- DATA RECORDS
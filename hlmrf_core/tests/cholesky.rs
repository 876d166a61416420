use float_eq::assert_float_eq;
use hlmrf_core::*;

//

#[test]
fn test_factor_solve()
{
    let _ = env_logger::builder().is_test(true).try_init();

    let mat = [
        4., 2., 2.,
        2., 5., 3.,
        2., 3., 6.,
    ];
    let l = CholeskyFactor::factor(3, &mat).unwrap();

    assert_eq!(l.dim(), 3);
    assert_eq!(l.get(0, 0), 2.);
    assert_eq!(l.get(0, 2), 0.);

    // L L^T reproduces the matrix
    for i in 0.. 3 {
        for j in 0.. 3 {
            let v: f64 = (0.. 3).map(|k| l.get(i, k) * l.get(j, k)).sum();
            assert_float_eq!(v, mat[i * 3 + j], abs <= 1e-12);
        }
    }

    let x_exp = [1., -2., 0.5];
    let mut x: Vec<f64> = (0.. 3).map(|i| (0.. 3).map(|j| mat[i * 3 + j] * x_exp[j]).sum()).collect();
    l.solve(&mut x);

    assert_float_eq!(x, x_exp.to_vec(), abs_all <= 1e-12);
}

#[test]
fn test_not_positive_definite()
{
    let _ = env_logger::builder().is_test(true).try_init();

    let mat = [
        1., 2.,
        2., 1.,
    ];
    assert_eq!(CholeskyFactor::factor(2, &mat), Err(ReasonerError::FactorizationFailed { row: 1 }));
}

#[test]
fn test_rank_one()
{
    let _ = env_logger::builder().is_test(true).try_init();

    let a = [1., -0.5, 2.];
    let l = CholeskyFactor::factor_rank_one(0.5, 2., &a).unwrap();

    for i in 0.. 3 {
        for j in 0.. 3 {
            let v: f64 = (0.. 3).map(|k| l.get(i, k) * l.get(j, k)).sum();
            let m = 4. * a[i] * a[j] + if i == j {0.5} else {0.};
            assert_float_eq!(v, m, abs <= 1e-12);
        }
    }
}

#[test]
fn test_cache_stats()
{
    let _ = env_logger::builder().is_test(true).try_init();

    let cache = CholeskyCache::<f64>::new();
    assert!(cache.is_empty());

    let a = [1., 1., 1.];
    let b = [1., 1., -1.];

    let l1 = cache.get_or_factor(1., 2., &a).unwrap();
    let l2 = cache.get_or_factor(1., 2., &a).unwrap();
    let _ = cache.get_or_factor(1., 3., &a).unwrap();
    let _ = cache.get_or_factor(1., 2., &b).unwrap();
    let _ = cache.get_or_factor(2., 2., &a).unwrap();

    assert!(std::sync::Arc::ptr_eq(&l1, &l2));
    assert_eq!(cache.len(), 4);
    assert_eq!(cache.stats(), CacheStats { hits: 1, misses: 4, factorizations: 4 });

    cache.clear();
    assert!(cache.is_empty());
    assert_eq!(cache.stats(), CacheStats::default());
}

#[test]
fn test_cache_concurrent()
{
    let _ = env_logger::builder().is_test(true).try_init();

    let cache = CholeskyCache::<f64>::new();
    let a = [0.5, -1., 1.5, 2., -0.25];

    let factors: Vec<_> = std::thread::scope(|s| {
        let handles: Vec<_> = (0.. 8)
            .map(|_| s.spawn(|| cache.get_or_factor(1., 2., &a).unwrap()))
            .collect();

        handles.into_iter().map(|h| h.join().unwrap()).collect()
    });

    // every thread sees the single surviving factor
    let stats = cache.stats();
    assert_eq!(stats.factorizations, 1);
    assert_eq!(cache.len(), 1);
    assert_eq!(stats.hits + stats.misses, 8);
    for l in factors.iter() {
        assert!(std::sync::Arc::ptr_eq(l, &factors[0]));
    }
}

#[test]
fn test_cache_concurrent_keys()
{
    let _ = env_logger::builder().is_test(true).try_init();

    let cache = CholeskyCache::<f64>::new();
    let a = [0.5, -1., 1.5, 2.];
    let weights = [0.5, 1., 2., 4., 8., 16.];

    let cache_ref = &cache;
    std::thread::scope(|s| {
        for w in weights {
            for _ in 0.. 4 {
                s.spawn(move || {
                    let l = cache_ref.get_or_factor(1., w, &a).unwrap();
                    assert_eq!(l.dim(), 4);
                });
            }
        }
    });

    // one factor per weight, stale weights stay cached
    let stats = cache.stats();
    assert_eq!(stats.factorizations, weights.len());
    assert_eq!(cache.len(), weights.len());
    assert_eq!(stats.hits + stats.misses, 4 * weights.len());

    cache.clear();
    assert!(cache.is_empty());
    assert_eq!(cache.stats(), CacheStats::default());
}
//! Term store and per-atom local records

use num_traits::Float;
use rand::prelude::*;
use serde::{Serialize, Deserialize};
use crate::{Term, RuleId, RuleTable};

//

/// Index of a term in a [`TermStore`].
#[derive(Debug, Clone, Copy, PartialEq, Eq, Hash, PartialOrd, Ord)]
pub struct TermId(pub usize);

/// Location of one local copy of an atom: a term and a local slot in it.
#[derive(Debug, Clone, Copy, PartialEq, Eq, Hash)]
pub struct LocalRecord
{
    pub term: usize,
    pub slot: usize,
}

/// Initial local values set by [`TermStore::reset`].
#[derive(Debug, Clone, Copy, PartialEq, Eq, Serialize, Deserialize)]
#[serde(rename_all = "lowercase")]
pub enum InitialValue
{
    /// Current consensus value of the atom.
    Atom,
    /// Zero.
    Zero,
    /// Uniform on [0, 1), drawn in term and slot order from a generator seeded with `seed`.
    Random { seed: u64 },
}

impl Default for InitialValue
{
    fn default() -> Self
    {
        InitialValue::Atom
    }
}

/// Objective of the whole term collection.
#[derive(Debug, Clone, Copy, PartialEq)]
pub struct Objective<F>
{
    /// Sum of weighted loss potentials.
    pub value: F,
    /// Number of constraints violated beyond the tolerance.
    pub violated_constraints: usize,
}

//

/// Owner of all terms, with the reverse index from atoms to their local copies.
///
/// Terms are appended and never removed individually; the store is cleared and refilled
/// when the grounding changes.
#[derive(Debug, Clone, Default)]
pub struct TermStore<F>
{
    terms: Vec<Term<F>>,
    // per atom index
    records: Vec<Vec<LocalRecord>>,
    // per rule index
    rule_terms: Vec<Vec<usize>>,
    num_records: usize,
}

impl<F: Float> TermStore<F>
{
    /// Creates an empty store.
    pub fn new() -> Self
    {
        TermStore {
            terms: Vec::new(),
            records: Vec::new(),
            rule_terms: Vec::new(),
            num_records: 0,
        }
    }

    /// Grows the per-atom index so that atoms `0..num_atoms` can be referenced.
    ///
    /// Never shrinks.
    pub fn ensure_atom_capacity(&mut self, num_atoms: usize)
    {
        if self.records.len() < num_atoms {
            self.records.resize_with(num_atoms, Vec::new);
        }
    }

    /// Reserves room for `additional` more terms.
    pub fn reserve(&mut self, additional: usize)
    {
        self.terms.reserve(additional);
    }

    /// Appends a term and records a [`LocalRecord`] for each of its slots.
    ///
    /// Returns the [`TermId`] of the added term.
    pub fn add(&mut self, term: Term<F>) -> TermId
    {
        let id = self.terms.len();

        self.ensure_atom_capacity(term.hyperplane().max_atom() + 1);
        for (slot, atom) in term.atoms().iter().enumerate() {
            self.records[*atom].push(LocalRecord { term: id, slot });
        }
        self.num_records += term.size();

        let rule = term.rule().0;
        if self.rule_terms.len() <= rule {
            self.rule_terms.resize_with(rule + 1, Vec::new);
        }
        self.rule_terms[rule].push(id);

        self.terms.push(term);
        TermId(id)
    }

    pub fn len(&self) -> usize
    {
        self.terms.len()
    }

    pub fn is_empty(&self) -> bool
    {
        self.terms.is_empty()
    }

    /// Number of atoms the per-atom index covers.
    pub fn num_atoms(&self) -> usize
    {
        self.records.len()
    }

    /// Total number of local copies over all terms.
    pub fn num_records(&self) -> usize
    {
        self.num_records
    }

    pub fn get(&self, id: TermId) -> Option<&Term<F>>
    {
        self.terms.get(id.0)
    }

    pub fn get_mut(&mut self, id: TermId) -> Option<&mut Term<F>>
    {
        self.terms.get_mut(id.0)
    }

    pub fn terms(&self) -> &[Term<F>]
    {
        &self.terms
    }

    pub fn terms_mut(&mut self) -> &mut [Term<F>]
    {
        &mut self.terms
    }

    /// Local records of an atom; empty if no term references it.
    pub fn records(&self, atom: usize) -> &[LocalRecord]
    {
        self.records.get(atom).map_or(&[], |r| r.as_slice())
    }

    pub(crate) fn all_records(&self) -> &[Vec<LocalRecord>]
    {
        &self.records
    }

    /// Terms grounded from a rule.
    pub fn rule_terms(&self, rule: RuleId) -> impl Iterator<Item=&Term<F>>
    {
        self.rule_terms.get(rule.0)
            .map_or(&[][..], |t| t.as_slice())
            .iter()
            .map(move |i| &self.terms[*i])
    }

    /// Largest rule index referenced by a term, if any.
    pub fn max_rule(&self) -> Option<usize>
    {
        self.rule_terms.iter().rposition(|t| !t.is_empty())
    }

    /// Resets every local copy and zeroes every multiplier.
    ///
    /// * `consensus` gives atom values for [`InitialValue::Atom`]; atoms beyond it start at zero.
    /// * `initial` chooses the initial local values.
    pub fn reset(&mut self, consensus: &[F], initial: InitialValue)
    {
        log::debug!("resetting {} terms ({:?})", self.terms.len(), initial);

        match initial {
            InitialValue::Atom => {
                for term in self.terms.iter_mut() {
                    term.reset(|i| consensus.get(i).copied().unwrap_or_else(F::zero));
                }
            },
            InitialValue::Zero => {
                for term in self.terms.iter_mut() {
                    term.reset(|_| F::zero());
                }
            },
            InitialValue::Random { seed } => {
                let mut rng = StdRng::seed_from_u64(seed);
                for term in self.terms.iter_mut() {
                    term.reset(|_| F::from(rng.gen::<f64>()).unwrap_or_else(F::zero));
                }
            },
        }
    }

    /// Sum of weight-free term values of a rule at the consensus.
    pub fn incompatibility(&self, rule: RuleId, consensus: &[F]) -> F
    {
        self.rule_terms(rule).fold(F::zero(), |acc, t| acc + t.incompatibility(consensus))
    }

    /// Sum of weight-free term values of a rule at the local copies.
    pub fn dual_incompatibility(&self, rule: RuleId) -> F
    {
        self.rule_terms(rule).fold(F::zero(), |acc, t| acc + t.dual_incompatibility())
    }

    /// Weighted objective of loss terms at the consensus and the count of violated constraints.
    ///
    /// * `tolerance` is the violation a constraint may have and still count as satisfied.
    pub fn objective(&self, rules: &RuleTable<F>, consensus: &[F], tolerance: F) -> Objective<F>
    {
        let mut value = F::zero();
        let mut violated_constraints = 0;

        for term in self.terms.iter() {
            if term.kind().is_constraint() {
                if term.incompatibility(consensus) > tolerance {
                    violated_constraints += 1;
                }
            }
            else {
                value = value + term.evaluate(rules, consensus);
            }
        }

        Objective { value, violated_constraints }
    }

    /// Drops all terms and records, keeping allocated memory.
    pub fn clear(&mut self)
    {
        log::debug!("clearing {} terms", self.terms.len());

        self.terms.clear();
        self.records.clear();
        self.rule_terms.clear();
        self.num_records = 0;
    }

    /// Drops all terms and records and releases memory.
    pub fn close(&mut self)
    {
        self.clear();

        self.terms.shrink_to_fit();
        self.records.shrink_to_fit();
        self.rule_terms.shrink_to_fit();
    }
}
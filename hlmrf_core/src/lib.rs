/*!
A consensus ADMM reasoner for Hinge-Loss Markov Random Field (HL-MRF) MAP inference.

<script src="https://polyfill.io/v3/polyfill.min.js?features=es6"></script>
<script id="MathJax-script" async src="https://cdn.jsdelivr.net/npm/mathjax@3/es5/tex-mml-chtml.js"></script>

An HL-MRF objective is a weighted sum of convex potentials over variables \\(z \in [0, 1]^N\\),
each potential being linear, hinge, squared linear or squared hinge in a hyperplane \\(a^T x - c\\),
plus hard linear constraints.
[`AdmmReasoner`] splits the objective into one small sub-problem per [`Term`],
solves each in closed form, and drives the local copies to consensus.

# General usage

1. Register rules and their weights in a [`RuleTable`].
1. Build a [`Hyperplane`] for each grounded potential, wrap it in a [`Term`] of the right [`TermKind`],
   and [`TermStore::add`] it.
1. [`TermStore::reset`] the local copies from the starting consensus values.
1. Create an [`AdmmReasoner`], optionally set its parameters, and call [`AdmmReasoner::optimize`].

The `log` crate is used for progress output; install any logger to see it.

# Examples

```
use float_eq::assert_float_eq;
use hlmrf_core::*;

let mut rules = RuleTable::<f64>::new();
let sum_to_one = rules.add_constraint("x0 + x1 = 1");
let prior = rules.add_weighted("x0 near 0.3", 2.0).unwrap();

let mut store = TermStore::new();
store.add(Term::new(
    TermKind::LinearConstraint(Comparator::Eq), sum_to_one,
    Hyperplane::new(vec![1., 1.], vec![0, 1], 1.).unwrap(),
));
store.add(Term::new(
    TermKind::SquaredLinearLoss, prior,
    Hyperplane::new(vec![1.], vec![0], 0.3).unwrap(),
));

let mut z = vec![0.5, 0.5];
store.reset(&z, InitialValue::Atom);

let reasoner = AdmmReasoner::new().par(|p| {
    p.max_iter = 10_000;
    p.eps_abs = 1e-8;
    p.eps_rel = 1e-8;
});
let report = reasoner.optimize(&mut store, &rules, &mut z).unwrap();

assert!(report.converged());
assert_float_eq!(z, vec![0.3, 0.7], abs_all <= 1e-4);
```
*/

mod float;

pub use float::AdmmFloat;

//

mod error;
mod param;

pub use error::*;
pub use param::*;

//

mod rule;
mod hyperplane;
mod cholesky;
mod term;
mod store;

pub use rule::*;
pub use hyperplane::*;
pub use cholesky::*;
pub use term::*;
pub use store::*;

//

mod admm;

pub use admm::*;
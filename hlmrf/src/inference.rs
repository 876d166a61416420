use hlmrf_core::{AdmmFloat, AdmmReasoner, AdmmReport, Canceller, Objective, RuleId, TermStore};
use crate::{HlmrfConfig, InferenceParam, Model, ModelError, TermGenerator};

/// Result of [`MpeInference::infer`].
#[derive(Debug, Clone, PartialEq)]
pub struct InferenceResult<F>
{
    pub report: AdmmReport<F>,
    pub objective: Objective<F>,
}

/// Most probable explanation (MAP) inference of a [`Model`].
///
/// Terms are generated once on creation. Random variable atom values are the starting point
/// of every [`MpeInference::infer`] and receive its solution.
/// Changing rule weights keeps the terms and their local state, so the next run is a warm restart.
pub struct MpeInference<F: AdmmFloat>
{
    model: Model<F>,
    store: TermStore<F>,
    reasoner: AdmmReasoner<F>,
    par: InferenceParam<F>,
}

impl<F: AdmmFloat> MpeInference<F>
{
    /// Creates an instance with default parameters and generates terms.
    pub fn new(model: Model<F>) -> Result<Self, ModelError>
    {
        Self::with_config(model, HlmrfConfig::default())
    }

    /// Creates an instance and generates terms.
    pub fn with_config(model: Model<F>, config: HlmrfConfig<F>) -> Result<Self, ModelError>
    {
        config.check()?;

        let mut reasoner = AdmmReasoner::new();
        reasoner.par = config.admm;

        let mut inference = MpeInference {
            model,
            store: TermStore::new(),
            reasoner,
            par: config.inference,
        };
        inference.rebuild()?;

        Ok(inference)
    }

    /// Regenerates all terms from the current ground rules and observed values, and resets them.
    ///
    /// Returns the number of generated terms.
    pub fn rebuild(&mut self) -> Result<usize, ModelError>
    {
        self.store.clear();
        let n = TermGenerator::generate(&self.model, &mut self.store)?;
        self.reset();

        log::info!("{} terms over {} atoms", n, self.model.atoms().len());
        Ok(n)
    }

    /// Resets local copies per [`InferenceParam::initial_value`] and zeroes multipliers.
    pub fn reset(&mut self)
    {
        self.store.reset(self.model.atoms().values(), self.par.initial_value);
    }

    /// Runs the reasoner and writes the solution to the random variable atoms.
    pub fn infer(&mut self) -> Result<InferenceResult<F>, ModelError>
    {
        log::info!("----- MPE inference");

        let (rules, consensus) = self.model.split_mut();
        let report = self.reasoner.optimize(&mut self.store, rules, consensus)?;

        let objective = self.objective();
        log::info!("objective {:.6e}, violated constraints {}", objective.value, objective.violated_constraints);

        Ok(InferenceResult { report, objective })
    }

    /// Changes the weight of a weighted rule for the next [`MpeInference::infer`].
    pub fn set_weight(&mut self, rule: RuleId, weight: F) -> Result<(), ModelError>
    {
        self.model.set_weight(rule, weight)
    }

    /// Weighted objective and violated constraints at the current atom values.
    pub fn objective(&self) -> Objective<F>
    {
        self.store.objective(self.model.rules(), self.model.atoms().values(), self.par.constraint_tolerance)
    }

    /// Sum of weight-free potentials of a rule at the current atom values.
    pub fn incompatibility(&self, rule: RuleId) -> F
    {
        self.store.incompatibility(rule, self.model.atoms().values())
    }

    /// Sum of weight-free potentials of a rule at the local copies of the last run.
    pub fn dual_incompatibility(&self, rule: RuleId) -> F
    {
        self.store.dual_incompatibility(rule)
    }

    pub fn model(&self) -> &Model<F>
    {
        &self.model
    }

    /// Mutable model; call [`MpeInference::rebuild`] after changing ground rules or observed values.
    pub fn model_mut(&mut self) -> &mut Model<F>
    {
        &mut self.model
    }

    pub fn store(&self) -> &TermStore<F>
    {
        &self.store
    }

    pub fn reasoner(&self) -> &AdmmReasoner<F>
    {
        &self.reasoner
    }

    /// Returns a handle to cancel a running [`MpeInference::infer`] from another thread.
    pub fn canceller(&self) -> Canceller
    {
        self.reasoner.canceller()
    }

    /// Releases terms and cached factorizations.
    pub fn close(&mut self)
    {
        self.store.close();
        self.reasoner.close();
    }
}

- WORK REQUIRED
Retype the records above, but only those lines that fall between the line containing "the local copies." and the line containing "count as satisfied.", with both of those lines included, exactly as written.

- EXPECTED ANSWER
    /// Sum of weight-free term values of a rule at the local copies.
    pub fn dual_incompatibility(&self, rule: RuleId) -> F
    {
        self.rule_terms(rule).fold(F::zero(), |acc, t| acc + t.dual_incompatibility())
    }

    /// Weighted objective of loss terms at the consensus and the count of violated constraints.
    ///
    /// * `tolerance` is the violation a constraint may have and still count as satisfied.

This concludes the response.